From humble beginnings William A. Paxton constructed a multi-faceted career that earned him a fortune and a reputation as a man with a “big purse, but a bigger heart,” and as the “real founder of South Omaha.” He went from livery foreman to beef mogul, later expanding into banking, investing and organizing the Union Stockyards Company. He co-founded the Paxton & Gallagher Wholesale Grocery Business and became a co-owner of the Paxton & Vierling Iron Works. Along the way he found time to serve in the Nebraska Legislature. The prestigious Paxton Hotel became the hotel of preference for wealthy visiting cattlemen.
JOHN  J.  PERSHING  DR.
Named for General John J. Pershing, who taught military tactics at the University of Nebraska in the early 1890s. After graduating from West Point, he rose to the highest rank in the U.S. Military, General of the Armies of the United States. “Black Jack” was commander of the American Expeditionary Force in Europe during World War I.
POPPLETON  AVE.
Andrew Jackson Poppleton arrived as a young attorney in Omaha in October 1854 and became a principal figure in the city’s public life.

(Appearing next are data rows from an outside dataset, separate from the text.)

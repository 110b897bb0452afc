//! Order execution.
//!
//! The core only needs place/cancel. `PaperExecutor` fills every order
//! immediately at its limit price (the quoted premium) and keeps an
//! in-memory order log; live broker routing plugs in behind the same
//! trait.

use anyhow::{bail, Result};
use async_trait::async_trait;
use chrono::{DateTime, Utc};
use rust_decimal::Decimal;
use serde::{Deserialize, Serialize};
use std::fmt;
use std::sync::Mutex;
use tracing::info;

use crate::types::OptionType;

// ---------------------------------------------------------------------------
// Orders
// ---------------------------------------------------------------------------

#[derive(Debug, Clone, Copy, PartialEq, Eq, Serialize, Deserialize)]
#[serde(rename_all = "SCREAMING_SNAKE_CASE")]
pub enum OrderSide {
    Buy,
    Sell,
}

impl fmt::Display for OrderSide {
    fn fmt(&self, f: &mut fmt::Formatter<'_>) -> fmt::Result {
        match self {
            OrderSide::Buy => write!(f, "BUY"),
            OrderSide::Sell => write!(f, "SELL"),
        }
    }
}

#[derive(Debug, Clone, PartialEq, Serialize, Deserialize)]
pub struct OrderRequest {
    pub strategy_id: String,
    pub strike: i64,
    pub option_type: OptionType,
    pub side: OrderSide,
    pub quantity: u32,
    pub limit_price: Decimal,
    pub placed_at: DateTime<Utc>,
}

impl fmt::Display for OrderRequest {
    fn fmt(&self, f: &mut fmt::Formatter<'_>) -> fmt::Result {
        write!(
            f,
            "{} {} {} {} x{} @ {:.2}",
            self.strategy_id, self.side, self.strike, self.option_type, self.quantity, self.limit_price,
        )
    }
}

#[derive(Debug, Clone, PartialEq, Serialize, Deserialize)]
pub struct Fill {
    pub order_id: String,
    pub price: Decimal,
    pub quantity: u32,
    pub filled_at: DateTime<Utc>,
}

// ---------------------------------------------------------------------------
// Executor capability
// ---------------------------------------------------------------------------

#[async_trait]
pub trait OrderExecutor: Send + Sync {
    async fn place(&self, order: &OrderRequest) -> Result<Fill>;

    async fn cancel(&self, order_id: &str) -> Result<()>;

    /// Whether fills are simulated.
    fn is_paper(&self) -> bool;
}

// ---------------------------------------------------------------------------
// Paper executor
// ---------------------------------------------------------------------------

#[derive(Debug, Default)]
pub struct PaperExecutor {
    orders: Mutex<Vec<(Fill, OrderRequest)>>,
    /// When set, every `place` call fails with this message.
    reject_with: Mutex<Option<String>>,
}

impl PaperExecutor {
    pub fn new() -> Self {
        Self::default()
    }

    /// Make subsequent orders fail (or succeed again with `None`).
    pub fn set_reject(&self, message: Option<&str>) {
        if let Ok(mut reject) = self.reject_with.lock() {
            *reject = message.map(str::to_string);
        }
    }

    /// Every filled order, oldest first.
    pub fn orders(&self) -> Vec<OrderRequest> {
        self.orders
            .lock()
            .map(|o| o.iter().map(|(_, req)| req.clone()).collect())
            .unwrap_or_default()
    }

    pub fn fills(&self) -> Vec<Fill> {
        self.orders
            .lock()
            .map(|o| o.iter().map(|(fill, _)| fill.clone()).collect())
            .unwrap_or_default()
    }
}

#[async_trait]
impl OrderExecutor for PaperExecutor {
    async fn place(&self, order: &OrderRequest) -> Result<Fill> {
        if let Some(message) = self.reject_with.lock().ok().and_then(|r| r.clone()) {
            bail!("order rejected: {message}");
        }
        if order.quantity == 0 {
            bail!("order quantity must be positive: {order}");
        }

        let fill = Fill {
            order_id: format!("paper-{}", uuid::Uuid::new_v4()),
            price: order.limit_price,
            quantity: order.quantity,
            filled_at: order.placed_at,
        };
        info!(
            order_id = %fill.order_id,
            strategy = %order.strategy_id,
            side = %order.side,
            strike = order.strike,
            option_type = %order.option_type,
            quantity = order.quantity,
            price = format!("{:.2}", order.limit_price),
            "[DRY RUN] Order filled"
        );

        if let Ok(mut orders) = self.orders.lock() {
            orders.push((fill.clone(), order.clone()));
        }
        Ok(fill)
    }

    async fn cancel(&self, order_id: &str) -> Result<()> {
        // Paper orders fill on placement; nothing is ever resting.
        info!(order_id, "[DRY RUN] Cancel requested for filled order");
        Ok(())
    }

    fn is_paper(&self) -> bool {
        true
    }
}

As a member of the first territorial legislature, he was in the midst of the struggle over where the territorial capital would be located. He served three times as Mayor of Omaha. As a defense attorney he lost the first legal execution trial in the Nebraska Territory, but successfully defended Standing Bear in the Chief’s 1879 trial. He argued cases before the U.S. Supreme Court, and for many years was an attorney for the Union Pacific Railroad.
PRATT  ST.
Augustus Pratt was a member of the first Board of Park Commissioners and a member of the Board of Education.